Outra aglomeração se encontra no eixo Tóquio- Osaka. Nessa região se concentra cerca de 85% da produção do país, sendo Tóquio e Osaka as principais responsáveis por cerca da mertade dessa produção.

O Japão é o maior fabricante de produtos industrializados e nele está sede de várias corporações multinacionais do planeta: Honda e Toyota.
Ele é um dos líderes em novas tecnologias e nele há vários centros de pesquisas e muitas indústrias de alta tecnologia.
A Cidade da Ciência de Tsukuba é o principal tecnopolo japonês e um dos mais importantes do mundo. Ali se instalaram vários centros de pesquisas governamentais. Hoje existem 46 institutos de educação e pesquisa em funcionamento.

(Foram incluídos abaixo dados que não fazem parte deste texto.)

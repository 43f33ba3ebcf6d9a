//! Core types for crosspoint array operations.

use std::fmt;
use std::str::FromStr;

use serde::{Deserialize, Serialize};

use crate::device::ResistanceState;
use crate::error::XbarError;

/// A physical line of the array.
#[derive(Debug, Clone, Copy, PartialEq, Eq, Hash, Serialize, Deserialize)]
pub enum Line {
    /// Row line; holds one cell per column
    Wordline,
    /// Column line; holds one cell per row
    Bitline,
}

impl Line {
    /// The orthogonal line.
    pub fn opposite(self) -> Line {
        match self {
            Line::Wordline => Line::Bitline,
            Line::Bitline => Line::Wordline,
        }
    }
}

impl fmt::Display for Line {
    fn fmt(&self, f: &mut fmt::Formatter<'_>) -> fmt::Result {
        match self {
            Line::Wordline => write!(f, "WL"),
            Line::Bitline => write!(f, "BL"),
        }
    }
}

/// Which of a line's drivers is active.
#[derive(Debug, Clone, Copy, PartialEq, Eq, Hash, Serialize, Deserialize)]
pub enum DriverKind {
    Write,
    Read,
    HalfBias,
}

/// An array operation the sneak-path solver can analyse.
#[derive(Debug, Clone, Copy, PartialEq, Eq, Hash, Serialize, Deserialize)]
#[serde(rename_all = "snake_case")]
pub enum Operation {
    Set,
    Reset,
    ReadHrs,
    ReadLrs,
    CalibWriteAllHrs,
    CalibWriteAllLrs,
    CalibReadAllHrs,
    CalibReadAllLrs,
}

impl Operation {
    /// Every operation, in a fixed order.
    pub const ALL: [Operation; 8] = [
        Operation::Set,
        Operation::Reset,
        Operation::ReadHrs,
        Operation::ReadLrs,
        Operation::CalibWriteAllHrs,
        Operation::CalibWriteAllLrs,
        Operation::CalibReadAllHrs,
        Operation::CalibReadAllLrs,
    ];

    /// The operation's tag.
    pub fn tag(self) -> &'static str {
        match self {
            Operation::Set => "set",
            Operation::Reset => "reset",
            Operation::ReadHrs => "read_hrs",
            Operation::ReadLrs => "read_lrs",
            Operation::CalibWriteAllHrs => "calib_wr_all_hrs",
            Operation::CalibWriteAllLrs => "calib_wr_all_lrs",
            Operation::CalibReadAllHrs => "calib_rd_all_hrs",
            Operation::CalibReadAllLrs => "calib_rd_all_lrs",
        }
    }

    /// Calibration operations bias the negative line explicitly.
    pub fn is_calibration(self) -> bool {
        matches!(
            self,
            Operation::CalibWriteAllHrs
                | Operation::CalibWriteAllLrs
                | Operation::CalibReadAllHrs
                | Operation::CalibReadAllLrs
        )
    }

    /// Index into per-operation storage.
    pub(crate) fn index(self) -> usize {
        self as usize
    }
}

impl fmt::Display for Operation {
    fn fmt(&self, f: &mut fmt::Formatter<'_>) -> fmt::Result {
        f.write_str(self.tag())
    }
}

impl FromStr for Operation {
    type Err = XbarError;

    fn from_str(s: &str) -> Result<Self, Self::Err> {
        Operation::ALL
            .into_iter()
            .find(|op| op.tag() == s)
            .ok_or_else(|| XbarError::UnknownOperation {
                name: s.to_string(),
            })
    }
}

/// Everything an operation fixes about the network before solving.
///
/// The positive line (PL) is driven high; the negative line (NL) is grounded
/// or half-biased. The profile also presets the selected cell, the lumped
/// half-selected cells, and which driver each selection line uses.
#[derive(Debug, Clone, Copy, PartialEq, Eq)]
pub struct OperationProfile {
    pub operation: Operation,
    pub positive_line: Line,
    pub selected_state: ResistanceState,
    pub half_selected_state: ResistanceState,
    pub pl_driver: DriverKind,
    pub nl_driver: DriverKind,
}

impl OperationProfile {
    /// Build the profile of `operation`.
    pub fn for_operation(operation: Operation) -> Self {
        use ResistanceState::{High, Low};

        let (positive_line, selected_state, half_selected_state, driver) = match operation {
            Operation::Set => (Line::Wordline, High, Low, DriverKind::Write),
            // Opposite polarity: the bitline is driven high
            Operation::Reset => (Line::Bitline, Low, Low, DriverKind::Write),
            Operation::ReadHrs => (Line::Wordline, High, Low, DriverKind::Read),
            Operation::ReadLrs => (Line::Wordline, Low, High, DriverKind::Read),
            Operation::CalibWriteAllHrs => (Line::Wordline, High, High, DriverKind::Write),
            Operation::CalibWriteAllLrs => (Line::Wordline, Low, Low, DriverKind::Write),
            Operation::CalibReadAllHrs => (Line::Wordline, High, High, DriverKind::Read),
            Operation::CalibReadAllLrs => (Line::Wordline, Low, Low, DriverKind::Read),
        };

        Self {
            operation,
            positive_line,
            selected_state,
            half_selected_state,
            pl_driver: driver,
            nl_driver: driver,
        }
    }

    /// The negative line.
    pub fn negative_line(&self) -> Line {
        self.positive_line.opposite()
    }
}

/// Array dimensions.
#[derive(Debug, Clone, Copy, PartialEq, Eq, Hash, Serialize, Deserialize)]
pub struct Geometry {
    pub n_rows: usize,
    pub n_cols: usize,
}

impl Geometry {
    pub fn new(n_rows: usize, n_cols: usize) -> Self {
        Self { n_rows, n_cols }
    }

    /// Number of cells on one line of the given kind.
    pub fn cells_on(&self, line: Line) -> usize {
        match line {
            Line::Wordline => self.n_cols,
            Line::Bitline => self.n_rows,
        }
    }

    /// Total number of cells.
    pub fn capacity(&self) -> usize {
        self.n_rows * self.n_cols
    }
}

impl fmt::Display for Geometry {
    fn fmt(&self, f: &mut fmt::Formatter<'_>) -> fmt::Result {
        write!(f, "{}x{}", self.n_rows, self.n_cols)
    }
}
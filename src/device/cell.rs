//! ReRAM cell model: a bistable memristor in series with a selector.
//!
//! The memristor is a plain resistance (HRS or LRS). The selector is any
//! [`Selector`]. Two families of queries are offered:
//!
//! - `calc_*` solve the series combination directly (closed form or
//!   bisection). They are accurate and slow, and are used to build tables.
//! - `get_*` look up the precomputed [`IxVCurve`] of the active state in
//!   O(log n). The sneak-path solver only uses these.

use std::sync::Arc;

use serde::{Deserialize, Serialize};
use tracing::{debug, warn};

use crate::error::{Result, XbarError};

use super::curve::IxVCurve;
use super::selector::{Selector, SelectorModel};
use super::ResistanceState;

/// Relative tolerance used when tabulating the cell.
pub const TABLE_RELATIVE_ERROR: f64 = 1e-12;

/// Bound on bisection rounds for the memristor/selector voltage split.
pub const MAX_BISECTION_STEPS: usize = 200;

/// Bound on doublings of the initial guess when inverting the cell.
pub const MAX_GUESS_DOUBLINGS: usize = 64;

/// Initial guess magnitude when inverting the cell (V).
const INITIAL_VOLTAGE_GUESS: f64 = 5.0;

/// Smallest voltage step before the inversion gives up (V).
const MIN_VOLTAGE_STEP: f64 = 1e-15;

/// Default first step of the table sampler (V).
pub const DEFAULT_TABLE_STEP: f64 = 1e-3;

/// Default extrapolation tolerance of the table sampler.
pub const DEFAULT_TABLE_TOLERANCE: f64 = 1e-3;

fn default_max_current_relative_error() -> f64 {
    1e-6
}

fn default_switching_voltage_per_decade() -> f64 {
    0.3
}

fn default_cell_area_f2() -> f64 {
    4.0
}

/// Device parameters of a cell, as written in configuration files.
#[derive(Debug, Clone, PartialEq, Serialize, Deserialize)]
pub struct CellParams {
    /// High resistance state (Ω)
    pub hrs_resistance: f64,
    /// Low resistance state (Ω)
    pub lrs_resistance: f64,
    /// Selector device
    pub selector: Option<SelectorModel>,
    /// Convergence tolerance of the divider solve
    #[serde(default = "default_max_current_relative_error")]
    pub max_current_relative_error: f64,
    /// Nominal set voltage across the cell (V)
    pub set_voltage: f64,
    /// Nominal reset voltage across the cell (V, magnitude)
    pub reset_voltage: f64,
    /// Nominal read voltage, used to size read drivers (V)
    pub read_voltage: f64,
    /// Set switching time at the set voltage (s)
    pub set_time: f64,
    /// Reset switching time at the reset voltage (s)
    pub reset_time: f64,
    /// Voltage change that slows switching tenfold (V)
    #[serde(default = "default_switching_voltage_per_decade")]
    pub switching_voltage_per_decade: f64,
    /// Set compliance current (A), defaults to the selector maximum
    #[serde(default)]
    pub set_compliance_current: Option<f64>,
    /// Cell footprint in units of F²
    #[serde(default = "default_cell_area_f2")]
    pub cell_area_f2: f64,
}

/// Outcome of inverting the cell characteristic.
#[derive(Debug, Clone, Copy, PartialEq)]
pub struct VoltageEstimate {
    pub voltage: f64,
    /// False when the bisection ran out of resolution before meeting the tolerance
    pub converged: bool,
}

/// Tables for both resistance states.
#[derive(Debug, Clone, PartialEq)]
struct CellCurves {
    hrs: IxVCurve,
    lrs: IxVCurve,
}

/// One memory cell.
#[derive(Debug, Clone)]
pub struct Cell {
    params: CellParams,
    state: ResistanceState,
    selector: Option<Arc<dyn Selector>>,
    curves: Option<CellCurves>,
}

impl Cell {
    /// Create a cell from its device parameters. The cell starts in HRS.
    pub fn new(params: CellParams) -> Result<Self> {
        validate_params(&params)?;
        let selector = params.selector.as_ref().map(|m| m.build()).transpose()?;
        Ok(Self {
            params,
            state: ResistanceState::High,
            selector,
            curves: None,
        })
    }

    /// Device parameters.
    pub fn params(&self) -> &CellParams {
        &self.params
    }

    /// Active resistance state.
    pub fn resistance_state(&self) -> ResistanceState {
        self.state
    }

    /// Switch the active resistance state. Tables stay valid.
    pub fn set_resistance_state(&mut self, state: ResistanceState) {
        self.state = state;
    }

    pub fn hrs_resistance(&self) -> f64 {
        self.params.hrs_resistance
    }

    pub fn lrs_resistance(&self) -> f64 {
        self.params.lrs_resistance
    }

    /// Change the HRS resistance. Invalidates the tables.
    pub fn set_hrs_resistance(&mut self, resistance: f64) -> Result<()> {
        let mut params = self.params.clone();
        params.hrs_resistance = resistance;
        validate_params(&params)?;
        self.params = params;
        self.curves = None;
        Ok(())
    }

    /// Change the LRS resistance. Invalidates the tables.
    pub fn set_lrs_resistance(&mut self, resistance: f64) -> Result<()> {
        let mut params = self.params.clone();
        params.lrs_resistance = resistance;
        validate_params(&params)?;
        self.params = params;
        self.curves = None;
        Ok(())
    }

    /// Replace the selector. Invalidates the tables.
    pub fn set_selector(&mut self, selector: Arc<dyn Selector>) {
        self.selector = Some(selector);
        self.curves = None;
    }

    /// Remove the selector. Every current query fails until a new one is set.
    pub fn clear_selector(&mut self) {
        self.selector = None;
        self.curves = None;
    }

    /// Resistance of the memristor in the active state.
    pub fn instant_resistance(&self) -> f64 {
        self.resistance_in(self.state)
    }

    fn resistance_in(&self, state: ResistanceState) -> f64 {
        match state {
            ResistanceState::High => self.params.hrs_resistance,
            ResistanceState::Low => self.params.lrs_resistance,
        }
    }

    fn selector(&self) -> Result<&Arc<dyn Selector>> {
        self.selector
            .as_ref()
            .ok_or_else(|| XbarError::model_selection("cell has no selector model configured"))
    }

    /// Maximum current of the configured selector.
    pub fn max_current(&self) -> Result<f64> {
        Ok(self.selector()?.max_current())
    }

    /// Set compliance current, defaulting to the selector maximum current.
    pub fn set_compliance_current(&self) -> Result<f64> {
        match self.params.set_compliance_current {
            Some(current) => Ok(current),
            None => self.max_current(),
        }
    }

    /// Selector current alone at `voltage`.
    pub fn calc_sel_current(&self, voltage: f64) -> Result<f64> {
        Ok(self.selector()?.current(voltage))
    }

    /// Cell current at `voltage` using the default divider tolerance.
    pub fn calc_cell_current(&self, voltage: f64) -> Result<f64> {
        self.calc_cell_current_with(voltage, self.params.max_current_relative_error)
    }

    /// Cell current at `voltage` with an explicit divider tolerance.
    pub fn calc_cell_current_with(&self, voltage: f64, rel_error: f64) -> Result<f64> {
        series_current(
            self.selector()?.as_ref(),
            self.instant_resistance(),
            voltage,
            rel_error,
        )
    }

    /// Voltage needed to drive `current` through the cell.
    ///
    /// Brackets the answer by doubling a ±5 V guess, then bisects. Running out
    /// of resolution is reported through [`VoltageEstimate::converged`].
    pub fn calc_cell_voltage(&self, current: f64) -> Result<VoltageEstimate> {
        if current == 0.0 {
            return Ok(VoltageEstimate {
                voltage: 0.0,
                converged: true,
            });
        }

        let target = current.abs();
        let tolerance = self.params.max_current_relative_error;

        let mut high = INITIAL_VOLTAGE_GUESS;
        let mut doublings = 0;
        while self.calc_cell_current(high)? < target {
            if doublings == MAX_GUESS_DOUBLINGS {
                warn!(current, voltage = high, "requested current exceeds what the cell can carry");
                return Ok(VoltageEstimate {
                    voltage: high.copysign(current),
                    converged: false,
                });
            }
            high *= 2.0;
            doublings += 1;
        }

        let mut low = 0.0;
        let mut best = high;
        while high - low >= MIN_VOLTAGE_STEP {
            let mid = 0.5 * (low + high);
            let i = self.calc_cell_current(mid)?;
            best = mid;
            if (i - target).abs() <= tolerance * target {
                return Ok(VoltageEstimate {
                    voltage: mid.copysign(current),
                    converged: true,
                });
            }
            if i < target {
                low = mid;
            } else {
                high = mid;
            }
        }

        warn!(current, voltage = best, "cell voltage inversion lost resolution before converging");
        Ok(VoltageEstimate {
            voltage: best.copysign(current),
            converged: false,
        })
    }

    /// Tabulate the cell characteristic for both resistance states.
    pub fn build_cell_ixv(&mut self, initial_step: f64, max_rel_error: f64) -> Result<()> {
        let selector = Arc::clone(self.selector()?);
        let max_current = selector.max_current();

        let tabulate = |resistance: f64| {
            IxVCurve::sample(
                |v| series_current(selector.as_ref(), resistance, v, TABLE_RELATIVE_ERROR),
                max_current,
                initial_step,
                max_rel_error,
            )
        };
        let hrs = tabulate(self.params.hrs_resistance)?;
        let lrs = tabulate(self.params.lrs_resistance)?;
        debug!(
            selector = selector.name(),
            hrs_points = hrs.len(),
            lrs_points = lrs.len(),
            "tabulated cell IxV curves"
        );

        self.curves = Some(CellCurves { hrs, lrs });
        Ok(())
    }

    /// Tabulate with the default sampler settings.
    pub fn build_default_ixv(&mut self) -> Result<()> {
        self.build_cell_ixv(DEFAULT_TABLE_STEP, DEFAULT_TABLE_TOLERANCE)
    }

    /// Whether tables are available.
    pub fn has_curves(&self) -> bool {
        self.curves.is_some()
    }

    /// Table of the active state.
    pub fn curve(&self) -> Result<&IxVCurve> {
        self.curve_in(self.state)
    }

    /// Table of the given state.
    pub fn curve_in(&self, state: ResistanceState) -> Result<&IxVCurve> {
        let curves = self.curves.as_ref().ok_or_else(|| {
            XbarError::model_selection("cell IxV tables missing or invalidated by a parameter change")
        })?;
        Ok(match state {
            ResistanceState::High => &curves.hrs,
            ResistanceState::Low => &curves.lrs,
        })
    }

    /// Tabulated cell current at `voltage`.
    pub fn get_cell_current(&self, voltage: f64) -> Result<f64> {
        Ok(self.curve()?.current(voltage))
    }

    /// Tabulated cell voltage at `current`.
    pub fn get_cell_voltage(&self, current: f64) -> Result<f64> {
        Ok(self.curve()?.voltage(current))
    }

    /// A copy of this cell with `extra` ohms in series with the memristor.
    ///
    /// Used for the lumped worst-case half-selected cells. The copy has no
    /// tables yet.
    pub fn with_series_resistance(&self, extra: f64) -> Result<Self> {
        let mut params = self.params.clone();
        params.hrs_resistance += extra;
        params.lrs_resistance += extra;
        validate_params(&params)?;
        Ok(Self {
            params,
            state: self.state,
            selector: self.selector.clone(),
            curves: None,
        })
    }

    /// Set switching time at `voltage` across the cell (s).
    pub fn set_time_at(&self, voltage: f64) -> f64 {
        self.switching_time(self.params.set_time, self.params.set_voltage, voltage)
    }

    /// Reset switching time at `voltage` across the cell (s).
    pub fn reset_time_at(&self, voltage: f64) -> f64 {
        self.switching_time(self.params.reset_time, self.params.reset_voltage, voltage)
    }

    /// Switching slows tenfold for every `switching_voltage_per_decade` below nominal.
    fn switching_time(&self, nominal_time: f64, nominal_voltage: f64, voltage: f64) -> f64 {
        let decades = (nominal_voltage - voltage.abs()) / self.params.switching_voltage_per_decade;
        nominal_time * 10f64.powf(decades)
    }

    /// Cell footprint in units of F².
    pub fn area_f2(&self) -> f64 {
        self.params.cell_area_f2
    }
}

/// Current through a memristor of `resistance` in series with `selector`.
fn series_current(
    selector: &dyn Selector,
    resistance: f64,
    voltage: f64,
    rel_error: f64,
) -> Result<f64> {
    if let Some(current) = selector.series_current(voltage, resistance) {
        return Ok(current);
    }
    if voltage == 0.0 {
        return Ok(0.0);
    }

    let v_abs = voltage.abs();
    let mut v_mem = v_abs / 2.0;
    let mut step = v_abs / 4.0;
    let mut mismatch = f64::INFINITY;

    for _ in 0..MAX_BISECTION_STEPS {
        let i_mem = v_mem / resistance;
        let i_sel = selector.current(v_abs - v_mem);
        let scale = i_mem.abs().max(i_sel.abs());
        mismatch = if scale > 0.0 {
            (i_mem - i_sel).abs() / scale
        } else {
            0.0
        };

        if mismatch <= rel_error {
            return Ok((0.5 * (i_mem + i_sel)).copysign(voltage));
        }
        // Too much current through the memristor means it holds too much voltage
        if i_mem > i_sel {
            v_mem -= step;
        } else {
            v_mem += step;
        }
        step /= 2.0;
    }

    Err(XbarError::convergence_failure(
        "memristor/selector divider",
        MAX_BISECTION_STEPS,
        mismatch,
    ))
}

fn validate_params(params: &CellParams) -> Result<()> {
    let positive = |name: &str, value: f64| {
        if value > 0.0 && value.is_finite() {
            Ok(())
        } else {
            Err(XbarError::configuration(
                name,
                format!("must be positive and finite, got {value}"),
            ))
        }
    };

    positive("lrs_resistance", params.lrs_resistance)?;
    positive("hrs_resistance", params.hrs_resistance)?;
    if params.hrs_resistance <= params.lrs_resistance {
        return Err(XbarError::configuration(
            "hrs_resistance",
            format!(
                "must exceed lrs_resistance ({} <= {})",
                params.hrs_resistance, params.lrs_resistance
            ),
        ));
    }
    positive("max_current_relative_error", params.max_current_relative_error)?;
    positive("set_voltage", params.set_voltage)?;
    positive("reset_voltage", params.reset_voltage)?;
    positive("read_voltage", params.read_voltage)?;
    positive("set_time", params.set_time)?;
    positive("reset_time", params.reset_time)?;
    positive("switching_voltage_per_decade", params.switching_voltage_per_decade)?;
    positive("cell_area_f2", params.cell_area_f2)?;
    if let Some(current) = params.set_compliance_current {
        positive("set_compliance_current", current)?;
    }
    Ok(())
}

Outro tecnopolo é o Kansai, que abrange os municípios de Kyoto, Osaka e Nara e é a segunda região mais industrializada do Japão.
O Japão é líder mundial na robótica. Porém, com a crise de 1990, os robôs vem perdendo terreno desde 1998. Mas com a utilização dos robôs em várias indústrias principalmente na automobilistica, ocorreu um grande aumento na produção e na venda deles, fazendo com que aumentasse a competitividade. No Japão há mais de 200 empresas de robôs.
Andando sempre em grandes grupos econômicos, o Japão, após Segunda Guerra Mundial, conseguiu conquistar um lugar no mercado exterior.
Em 1990, houve a crise japonesa, que é consequência dos sucessos nos anos anteriores, pois acumuaram grandes riquezas e os bancos começaram a fazer empréstimos sem critérios e acabavam não recebendo de volta, o que levou muitos bancos e empresas a falência.
Com isso, a população começou a reduzir o consumo, o que aumentou a taxa de poupança interna e dificultou a retomada do crescimento econômico.